* [EXERCISE INPUTS]:
[Start of Attachment]

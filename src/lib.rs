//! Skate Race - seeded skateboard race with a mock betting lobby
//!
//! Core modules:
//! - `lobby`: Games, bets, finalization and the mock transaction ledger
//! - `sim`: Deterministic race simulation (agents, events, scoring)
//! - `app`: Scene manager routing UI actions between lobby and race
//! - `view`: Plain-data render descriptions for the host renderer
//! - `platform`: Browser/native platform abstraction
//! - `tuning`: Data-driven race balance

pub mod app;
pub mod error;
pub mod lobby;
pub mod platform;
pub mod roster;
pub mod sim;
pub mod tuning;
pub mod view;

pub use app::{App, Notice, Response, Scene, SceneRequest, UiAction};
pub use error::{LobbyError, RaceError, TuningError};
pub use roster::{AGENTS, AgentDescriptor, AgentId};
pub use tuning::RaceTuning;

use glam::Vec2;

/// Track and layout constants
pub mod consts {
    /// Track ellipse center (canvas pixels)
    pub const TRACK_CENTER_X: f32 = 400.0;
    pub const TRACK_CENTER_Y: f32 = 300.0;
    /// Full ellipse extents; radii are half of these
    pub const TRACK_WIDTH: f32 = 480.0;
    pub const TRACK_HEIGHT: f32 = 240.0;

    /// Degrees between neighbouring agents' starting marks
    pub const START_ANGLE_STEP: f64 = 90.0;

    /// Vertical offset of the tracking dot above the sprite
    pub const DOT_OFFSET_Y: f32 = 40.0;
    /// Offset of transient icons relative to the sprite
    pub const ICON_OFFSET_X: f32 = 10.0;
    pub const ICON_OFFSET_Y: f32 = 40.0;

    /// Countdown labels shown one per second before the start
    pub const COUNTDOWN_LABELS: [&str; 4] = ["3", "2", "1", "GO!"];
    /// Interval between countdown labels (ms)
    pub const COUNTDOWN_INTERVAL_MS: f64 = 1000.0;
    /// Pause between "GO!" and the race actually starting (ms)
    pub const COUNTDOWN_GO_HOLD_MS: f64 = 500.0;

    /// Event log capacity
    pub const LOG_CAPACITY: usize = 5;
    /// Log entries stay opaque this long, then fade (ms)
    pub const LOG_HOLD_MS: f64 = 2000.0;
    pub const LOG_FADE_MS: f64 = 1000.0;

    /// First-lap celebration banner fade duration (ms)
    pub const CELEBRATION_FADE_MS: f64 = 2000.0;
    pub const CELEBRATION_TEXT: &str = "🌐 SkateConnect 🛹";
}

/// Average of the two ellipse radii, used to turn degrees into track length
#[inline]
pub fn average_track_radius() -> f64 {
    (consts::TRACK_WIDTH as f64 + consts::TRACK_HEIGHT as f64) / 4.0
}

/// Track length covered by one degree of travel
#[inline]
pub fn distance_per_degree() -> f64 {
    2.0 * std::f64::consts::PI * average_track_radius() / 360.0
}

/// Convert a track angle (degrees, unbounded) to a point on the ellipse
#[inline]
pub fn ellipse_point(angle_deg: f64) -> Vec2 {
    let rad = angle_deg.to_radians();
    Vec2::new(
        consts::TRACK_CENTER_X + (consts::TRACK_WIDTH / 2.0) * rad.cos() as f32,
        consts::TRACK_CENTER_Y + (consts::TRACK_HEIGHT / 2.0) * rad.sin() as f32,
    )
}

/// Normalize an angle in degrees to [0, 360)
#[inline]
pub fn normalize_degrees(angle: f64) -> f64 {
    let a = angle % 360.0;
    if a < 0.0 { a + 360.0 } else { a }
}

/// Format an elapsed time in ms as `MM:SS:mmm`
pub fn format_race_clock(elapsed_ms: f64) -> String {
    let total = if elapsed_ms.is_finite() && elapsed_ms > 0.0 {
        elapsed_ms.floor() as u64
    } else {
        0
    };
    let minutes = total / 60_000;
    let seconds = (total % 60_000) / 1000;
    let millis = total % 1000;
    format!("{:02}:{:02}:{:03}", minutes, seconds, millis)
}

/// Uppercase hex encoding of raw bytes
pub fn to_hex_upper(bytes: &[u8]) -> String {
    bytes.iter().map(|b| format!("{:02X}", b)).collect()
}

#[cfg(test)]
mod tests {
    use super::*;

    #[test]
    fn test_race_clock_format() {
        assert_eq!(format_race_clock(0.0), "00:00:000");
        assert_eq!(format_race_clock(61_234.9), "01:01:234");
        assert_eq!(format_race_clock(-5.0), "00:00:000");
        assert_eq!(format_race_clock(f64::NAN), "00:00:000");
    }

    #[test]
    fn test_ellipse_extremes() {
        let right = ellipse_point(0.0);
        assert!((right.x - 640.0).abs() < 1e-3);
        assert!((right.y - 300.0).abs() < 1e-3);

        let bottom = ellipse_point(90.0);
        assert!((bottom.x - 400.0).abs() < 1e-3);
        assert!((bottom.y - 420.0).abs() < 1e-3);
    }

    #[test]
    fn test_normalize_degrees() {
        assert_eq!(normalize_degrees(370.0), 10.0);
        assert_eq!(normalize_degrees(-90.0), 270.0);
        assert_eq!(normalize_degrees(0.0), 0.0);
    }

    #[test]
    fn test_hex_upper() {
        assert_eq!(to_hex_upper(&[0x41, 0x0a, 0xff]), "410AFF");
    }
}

[End of Attachment]
[Start of Attachment]

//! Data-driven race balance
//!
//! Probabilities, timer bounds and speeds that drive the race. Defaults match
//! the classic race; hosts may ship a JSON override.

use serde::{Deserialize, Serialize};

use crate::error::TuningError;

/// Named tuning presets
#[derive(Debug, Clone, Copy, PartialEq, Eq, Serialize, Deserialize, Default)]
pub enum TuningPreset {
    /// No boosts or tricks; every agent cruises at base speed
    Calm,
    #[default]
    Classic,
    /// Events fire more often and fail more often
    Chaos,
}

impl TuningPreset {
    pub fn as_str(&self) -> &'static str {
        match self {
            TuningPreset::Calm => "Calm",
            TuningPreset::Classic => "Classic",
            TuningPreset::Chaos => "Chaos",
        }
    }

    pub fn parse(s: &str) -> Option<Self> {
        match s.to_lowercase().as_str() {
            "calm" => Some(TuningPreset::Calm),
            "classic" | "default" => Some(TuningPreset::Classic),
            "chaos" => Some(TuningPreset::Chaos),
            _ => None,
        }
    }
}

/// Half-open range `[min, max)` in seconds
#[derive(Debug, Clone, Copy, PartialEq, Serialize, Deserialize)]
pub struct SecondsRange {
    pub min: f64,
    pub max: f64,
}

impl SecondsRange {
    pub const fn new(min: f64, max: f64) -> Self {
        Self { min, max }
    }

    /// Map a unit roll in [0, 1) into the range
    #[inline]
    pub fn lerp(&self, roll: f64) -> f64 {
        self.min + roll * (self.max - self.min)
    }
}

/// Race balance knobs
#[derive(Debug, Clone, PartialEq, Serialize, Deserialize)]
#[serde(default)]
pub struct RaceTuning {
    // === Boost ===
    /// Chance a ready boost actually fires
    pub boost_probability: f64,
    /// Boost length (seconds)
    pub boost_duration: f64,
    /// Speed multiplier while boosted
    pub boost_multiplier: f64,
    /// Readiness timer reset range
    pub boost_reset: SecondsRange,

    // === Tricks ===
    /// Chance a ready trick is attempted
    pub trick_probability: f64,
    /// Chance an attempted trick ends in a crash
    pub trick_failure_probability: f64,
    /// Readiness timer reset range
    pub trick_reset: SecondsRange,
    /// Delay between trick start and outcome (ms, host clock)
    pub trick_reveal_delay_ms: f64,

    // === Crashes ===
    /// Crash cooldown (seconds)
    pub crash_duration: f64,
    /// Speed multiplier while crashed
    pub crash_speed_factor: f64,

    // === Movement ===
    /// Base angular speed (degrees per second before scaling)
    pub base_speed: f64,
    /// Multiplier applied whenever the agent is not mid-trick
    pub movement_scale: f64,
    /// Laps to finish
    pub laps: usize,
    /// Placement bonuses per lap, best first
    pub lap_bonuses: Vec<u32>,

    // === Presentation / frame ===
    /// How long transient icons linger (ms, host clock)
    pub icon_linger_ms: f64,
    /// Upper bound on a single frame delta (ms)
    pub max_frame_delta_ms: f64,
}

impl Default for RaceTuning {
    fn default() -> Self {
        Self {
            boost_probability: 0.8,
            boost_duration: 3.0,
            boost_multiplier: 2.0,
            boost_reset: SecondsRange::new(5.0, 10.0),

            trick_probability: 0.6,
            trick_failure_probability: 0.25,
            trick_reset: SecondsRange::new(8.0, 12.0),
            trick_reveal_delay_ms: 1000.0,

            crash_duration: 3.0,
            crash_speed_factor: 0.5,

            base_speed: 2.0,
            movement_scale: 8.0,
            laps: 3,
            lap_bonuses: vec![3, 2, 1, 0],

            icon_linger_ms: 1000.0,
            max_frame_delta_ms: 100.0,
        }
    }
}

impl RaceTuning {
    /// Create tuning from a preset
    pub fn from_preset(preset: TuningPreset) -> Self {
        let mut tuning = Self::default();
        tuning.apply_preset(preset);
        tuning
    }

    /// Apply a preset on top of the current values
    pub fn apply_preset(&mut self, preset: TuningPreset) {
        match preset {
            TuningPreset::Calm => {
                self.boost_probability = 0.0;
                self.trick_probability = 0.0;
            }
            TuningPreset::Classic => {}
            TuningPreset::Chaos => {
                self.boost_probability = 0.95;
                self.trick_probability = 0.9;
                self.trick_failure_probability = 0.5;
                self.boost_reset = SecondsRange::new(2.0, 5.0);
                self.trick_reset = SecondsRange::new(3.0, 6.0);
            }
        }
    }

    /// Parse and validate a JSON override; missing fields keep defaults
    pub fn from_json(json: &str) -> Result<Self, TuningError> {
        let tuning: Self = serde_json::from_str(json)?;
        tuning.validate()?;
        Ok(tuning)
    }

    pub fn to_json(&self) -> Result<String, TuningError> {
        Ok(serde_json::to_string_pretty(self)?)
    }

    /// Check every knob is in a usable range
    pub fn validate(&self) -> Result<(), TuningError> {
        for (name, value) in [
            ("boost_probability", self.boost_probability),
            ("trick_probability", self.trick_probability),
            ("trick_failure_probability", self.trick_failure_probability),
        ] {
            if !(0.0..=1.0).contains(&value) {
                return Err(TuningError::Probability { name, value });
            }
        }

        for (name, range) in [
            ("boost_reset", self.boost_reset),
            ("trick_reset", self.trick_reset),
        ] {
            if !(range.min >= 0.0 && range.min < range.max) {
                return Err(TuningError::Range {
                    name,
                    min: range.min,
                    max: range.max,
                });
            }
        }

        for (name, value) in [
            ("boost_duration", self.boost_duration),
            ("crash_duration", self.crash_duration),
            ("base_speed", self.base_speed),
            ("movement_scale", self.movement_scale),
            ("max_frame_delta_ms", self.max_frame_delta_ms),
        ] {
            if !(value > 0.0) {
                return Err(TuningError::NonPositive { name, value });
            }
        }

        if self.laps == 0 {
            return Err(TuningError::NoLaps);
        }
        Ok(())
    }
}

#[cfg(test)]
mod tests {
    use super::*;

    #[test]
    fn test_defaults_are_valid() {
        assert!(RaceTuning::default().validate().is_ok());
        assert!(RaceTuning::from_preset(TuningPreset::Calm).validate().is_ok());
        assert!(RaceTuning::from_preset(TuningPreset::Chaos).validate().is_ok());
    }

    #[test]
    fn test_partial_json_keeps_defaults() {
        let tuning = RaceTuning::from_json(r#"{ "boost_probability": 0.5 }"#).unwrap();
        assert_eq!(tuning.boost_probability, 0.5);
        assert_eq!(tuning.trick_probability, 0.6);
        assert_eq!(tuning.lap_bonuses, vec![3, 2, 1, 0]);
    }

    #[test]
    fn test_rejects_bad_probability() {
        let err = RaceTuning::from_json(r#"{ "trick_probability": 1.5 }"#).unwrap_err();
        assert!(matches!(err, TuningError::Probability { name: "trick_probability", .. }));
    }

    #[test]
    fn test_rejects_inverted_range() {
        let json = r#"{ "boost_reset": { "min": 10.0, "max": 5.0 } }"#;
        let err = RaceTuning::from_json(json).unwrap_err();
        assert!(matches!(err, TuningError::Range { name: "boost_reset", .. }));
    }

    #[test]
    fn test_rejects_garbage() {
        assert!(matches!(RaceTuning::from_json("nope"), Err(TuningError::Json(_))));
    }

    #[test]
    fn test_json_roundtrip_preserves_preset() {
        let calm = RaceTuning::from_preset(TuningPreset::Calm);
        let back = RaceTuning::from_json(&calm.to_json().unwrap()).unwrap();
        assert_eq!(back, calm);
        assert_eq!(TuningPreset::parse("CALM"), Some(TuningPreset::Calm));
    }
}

[End of Attachment]

Scan the records above for the lines holding "filename src/lib.rs" and "pub const ICON_OFFSET_Y: f32 = 40.0;". Transcribe those two and every line between them word for word, and no others.

* [THE COMPLETED TASK]:
filename src/lib.rs
//! Skate Race - seeded skateboard race with a mock betting lobby
//!
//! Core modules:
//! - `lobby`: Games, bets, finalization and the mock transaction ledger
//! - `sim`: Deterministic race simulation (agents, events, scoring)
//! - `app`: Scene manager routing UI actions between lobby and race
//! - `view`: Plain-data render descriptions for the host renderer
//! - `platform`: Browser/native platform abstraction
//! - `tuning`: Data-driven race balance

pub mod app;
pub mod error;
pub mod lobby;
pub mod platform;
pub mod roster;
pub mod sim;
pub mod tuning;
pub mod view;

pub use app::{App, Notice, Response, Scene, SceneRequest, UiAction};
pub use error::{LobbyError, RaceError, TuningError};
pub use roster::{AGENTS, AgentDescriptor, AgentId};
pub use tuning::RaceTuning;

use glam::Vec2;

/// Track and layout constants
pub mod consts {
    /// Track ellipse center (canvas pixels)
    pub const TRACK_CENTER_X: f32 = 400.0;
    pub const TRACK_CENTER_Y: f32 = 300.0;
    /// Full ellipse extents; radii are half of these
    pub const TRACK_WIDTH: f32 = 480.0;
    pub const TRACK_HEIGHT: f32 = 240.0;

    /// Degrees between neighbouring agents' starting marks
    pub const START_ANGLE_STEP: f64 = 90.0;

    /// Vertical offset of the tracking dot above the sprite
    pub const DOT_OFFSET_Y: f32 = 40.0;
    /// Offset of transient icons relative to the sprite
    pub const ICON_OFFSET_X: f32 = 10.0;
    pub const ICON_OFFSET_Y: f32 = 40.0;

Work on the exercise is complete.